The book is aimed at children at Key Stage 2 and 3 – the stages where the provision of careers advice provision becomes a legal necessity for any school. Its premise is simple: thirty six different careers are detailed, with information of the general responsibilities, salary, levels of demand and entry requirements. The careers are split into six categories: weird, scary, cool, disgusting, delicious and stupid (it should be noted that, for Mark and John, strongly influenced by the irreverent style of the classic Horrible Histories series, stupid is very much a compliment). At the end of each job’s section, there is a brief quiz on the reader’s thoughts; these lead to a further interactive quiz at the end of each category; and at the end of the book is the final quiz, which draws on all the reader’s previous answers in order to provide them with a personal psychometric profile.

This profile is then tied back to the various paths identified earlier in the book, and their particular suitability depending on the reader’s own personality. But rather than dictating certain paths, Mark and John are careful to avoid prescriptivism; instead, the reader is encouraged to consider a job in relation to how they think and feel.

As Mark explains: ‘There’s reams and reams of research out there demonstrating that a child learns much better if they are enthused and engaged. The same is true for careers advice. Because, ultimately, a career is a choice. And if we are engaged with our decision-making processes, then ultimately we make more considered – better – choices. At the same time, what you never want to do – whether in education or careers guidance – is intimidate a child. Ultimately, a child knows that at, say, fourteen, they don’t have to make a career choice right now, and if you try to pressure them into it, they’ll simply disengage altogether. But if you say to a child, well, you like sport, you like the outdoors, you’re an extrovert, did you know you can, say, travel the world teaching golf? Or become a walking guide, and be out in all these picturesque places all day? Suddenly you’ll find them taking an interest. Because you’re tacking an interest in them, in what they like, in what they want.’

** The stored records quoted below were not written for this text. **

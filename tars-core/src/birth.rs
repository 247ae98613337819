//! Birth flow: create the identity, attest the initial state, persist the
//! certificate and publish its payload.

use crate::capture::{CaptureError, CaptureReport, StateCapture};
use crate::certificate::{BirthCertificate, BuildError, Certificate, CertificateBuilder};
use crate::config::{AttestationConfig, ConfigError, PublishFailurePolicy};
use crate::identity::{Identity, SigningError};
use crate::keystore::{KeyStore, KeyStoreError};
use crate::publish::{publish_with_timeout, PublicationGateway, PublishError};
use crate::serialization::SerializationError;
use crate::types::{Hash256, ReceiptId};
use chrono::Utc;
use std::fs;
use std::io;
use std::path::{Path, PathBuf};
use thiserror::Error;
use tracing::{debug, error, info, warn};

#[derive(Debug, Error)]
pub enum BirthError {
    #[error("invalid configuration: {0}")]
    Config(#[from] ConfigError),

    #[error("failed to persist identity: {0}")]
    KeyStore(#[from] KeyStoreError),

    #[error("capture failed: {0}")]
    Capture(#[from] CaptureError),

    #[error("capture task failed: {0}")]
    CaptureTask(String),

    #[error(transparent)]
    Signing(#[from] SigningError),

    #[error("certificate build failed: {0}")]
    Build(#[from] BuildError),

    #[error("failed to write certificate: {0}")]
    Serialization(#[from] SerializationError),

    #[error("publication failed: {0}")]
    Publish(PublishError),
}

/// Everything the birth flow produced.
#[derive(Debug, Clone)]
pub struct BirthOutcome {
    pub certificate: BirthCertificate,
    pub payload: Hash256,
    /// `None` when publication failed under the `continue` policy.
    pub receipt: Option<ReceiptId>,
    pub capture: CaptureReport,
}

/// Issue a birth certificate for `config.state_root`.
///
/// Nothing is persisted until the certificate is fully built. The key pair
/// and the certificate are then committed together: the certificate is
/// staged next to `certificate_path`, the identity is stored, and the staged
/// file is renamed into place. A failure before that point leaves any
/// previous key and certificate untouched.
///
/// Publication happens after the commit; a failed publication leaves the
/// certificate in place.
pub async fn issue_birth_certificate(
    config: &AttestationConfig,
    key_store: &dyn KeyStore,
    gateway: &dyn PublicationGateway,
    certificate_path: &Path,
) -> Result<BirthOutcome, BirthError> {
    config.validate()?;
    let exclusions = config.exclusion_set().map_err(ConfigError::from)?;

    let identity = Identity::generate();
    debug!(
        server_id = %config.server_id,
        public_key = %hex::encode(identity.public_key_bytes()),
        "identity generated"
    );

    let capture = StateCapture::new(exclusions.clone());
    let root = config.state_root.clone();
    let report = tokio::task::spawn_blocking(move || capture.capture(&root))
        .await
        .map_err(|e| BirthError::CaptureTask(e.to_string()))??;
    info!(
        state_hash = %report.digest_hex(),
        files = report.files_hashed,
        excluded = report.entries_excluded,
        unreadable = report.unreadable.len(),
        "initial state captured"
    );

    let signature = identity.sign(&report.digest)?;
    let certificate = CertificateBuilder::new()
        .server_id(config.server_id.clone())
        .timestamp(Utc::now())
        .state_hash(report.digest)
        .signature(signature)
        .public_key(identity.verifying_key())
        .excluded_files(exclusions.patterns())
        .build_birth()?;
    let payload = certificate.publication_payload()?;

    commit(&certificate, &identity, key_store, certificate_path)?;
    info!(
        path = %certificate_path.display(),
        store = %key_store.describe(),
        public_key = %certificate.public_key,
        "birth certificate and identity committed"
    );

    let receipt = match publish_with_timeout(gateway, &payload, config.publish_timeout()).await {
        Ok(receipt) => {
            info!(gateway = gateway.name(), receipt = %receipt, "birth certificate published");
            Some(receipt)
        }
        Err(e) if config.on_publish_failure == PublishFailurePolicy::Continue => {
            warn!(
                gateway = gateway.name(),
                error = %e,
                "birth certificate publication failed, certificate kept on disk"
            );
            None
        }
        Err(e) => return Err(BirthError::Publish(e)),
    };

    Ok(BirthOutcome {
        certificate,
        payload,
        receipt,
        capture: report,
    })
}

/// Stage the certificate, store the identity, then move the certificate into
/// place. The staged file is removed if the identity cannot be stored.
fn commit(
    certificate: &BirthCertificate,
    identity: &Identity,
    key_store: &dyn KeyStore,
    certificate_path: &Path,
) -> Result<(), BirthError> {
    let staged = staged_path(certificate_path)?;
    certificate.write_to(&staged)?;

    if let Err(e) = key_store.store(identity) {
        let _ = fs::remove_file(&staged);
        return Err(e.into());
    }

    if let Err(e) = fs::rename(&staged, certificate_path) {
        error!(
            staged = %staged.display(),
            path = %certificate_path.display(),
            error = %e,
            "identity stored but certificate could not be moved into place"
        );
        return Err(SerializationError::from(e).into());
    }
    Ok(())
}

fn staged_path(certificate_path: &Path) -> Result<PathBuf, SerializationError> {
    let mut name = certificate_path
        .file_name()
        .ok_or_else(|| {
            io::Error::new(io::ErrorKind::InvalidInput, "certificate path has no file name")
        })?
        .to_os_string();
    name.push(".pending");
    Ok(certificate_path.with_file_name(name))
}
//! Attest a directory end to end with in-memory collaborators.
//!
//! ```text
//! cargo run -p tars-core --example attest_directory -- /etc
//! ```
//!
//! Issues a birth certificate into a temp dir, runs three proof-of-life
//! cycles one second apart, then re-verifies the directory.

use async_trait::async_trait;
use std::path::PathBuf;
use std::sync::atomic::{AtomicU64, Ordering};
use std::sync::Arc;
use std::time::Duration;
use tars_core::{
    issue_birth_certificate, AttestationConfig, Hash256, MemoryKeyStore, Monitor,
    PublicationGateway, PublishError, ReceiptId, ServerId,
};
use tokio_util::sync::CancellationToken;

/// Prints payloads instead of sending them anywhere.
#[derive(Default)]
struct StdoutGateway {
    sequence: AtomicU64,
}

#[async_trait]
impl PublicationGateway for StdoutGateway {
    fn name(&self) -> &str {
        "stdout"
    }

    async fn publish(&self, payload: &Hash256) -> Result<ReceiptId, PublishError> {
        let n = self.sequence.fetch_add(1, Ordering::SeqCst) + 1;
        println!("published #{n}: {}", hex::encode(payload));
        Ok(ReceiptId(n.to_string()))
    }
}

#[tokio::main]
async fn main() -> Result<(), Box<dyn std::error::Error + Send + Sync>> {
    tracing_subscriber::fmt()
        .with_env_filter("tars_core=info")
        .init();

    let root = std::env::args()
        .nth(1)
        .map(PathBuf::from)
        .unwrap_or_else(|| PathBuf::from("."));
    let out = tempfile::tempdir()?;

    let mut config = AttestationConfig::new(ServerId::new("demo-host"), 1);
    config.state_root = root.clone();
    config.excluded_files.push("target".into());
    config.excluded_files.push(".git".into());

    let key_store = MemoryKeyStore::new();
    let gateway = Arc::new(StdoutGateway::default());
    let cert_path = out.path().join("birth_certificate.json");

    let birth = issue_birth_certificate(&config, &key_store, gateway.as_ref(), &cert_path).await?;
    println!("{}", birth.certificate.to_json()?);

    let monitor = Monitor::new(&config, &key_store, gateway.clone())?;
    let cancel = CancellationToken::new();
    let handle = tokio::spawn(monitor.run(cancel.clone()));
    tokio::time::sleep(Duration::from_millis(2500)).await;
    cancel.cancel();
    let stats = handle.await??;
    println!(
        "{} proofs of life, schedule drift {:?}",
        stats.cycles_completed, stats.drift
    );

    match birth.certificate.verify_against_state(&root) {
        Ok(report) => println!("state unchanged: {}", report.digest_hex()),
        Err(e) => println!("state changed: {e}"),
    }
    Ok(())
}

Like the Horrible Histories series, the book maintains this sense of fun through lively, jokey writing, and zany illustrations throughout. It revels in the unexpected, bizarre, even the icky elements of the job it describes. With a new strategy for schools’ career guidance provision coming into effect in 2013, school are now required to provide access to ‘useful information about career paths and the labour market to inform their own decisions’. The Bonkers Book of Jobs has been reviewed as fulfilling these requirements, but it is unlikely that many other classroom resources will feature such detail on the day to day of ‘portable toilet service deliver’; but perhaps they should, considering that, as the book explains, this particular industry has sixty years of unbroken growth.

It is this combination of fact and frivolity which makes The Bonkers Book of Jobs so effective. By engaging with its young readers, by entertaining them, most of all, by listening to them, it will serve as not only an indispensible aide to parents and beleaguered careers advisors everywhere, but a go to read for children too.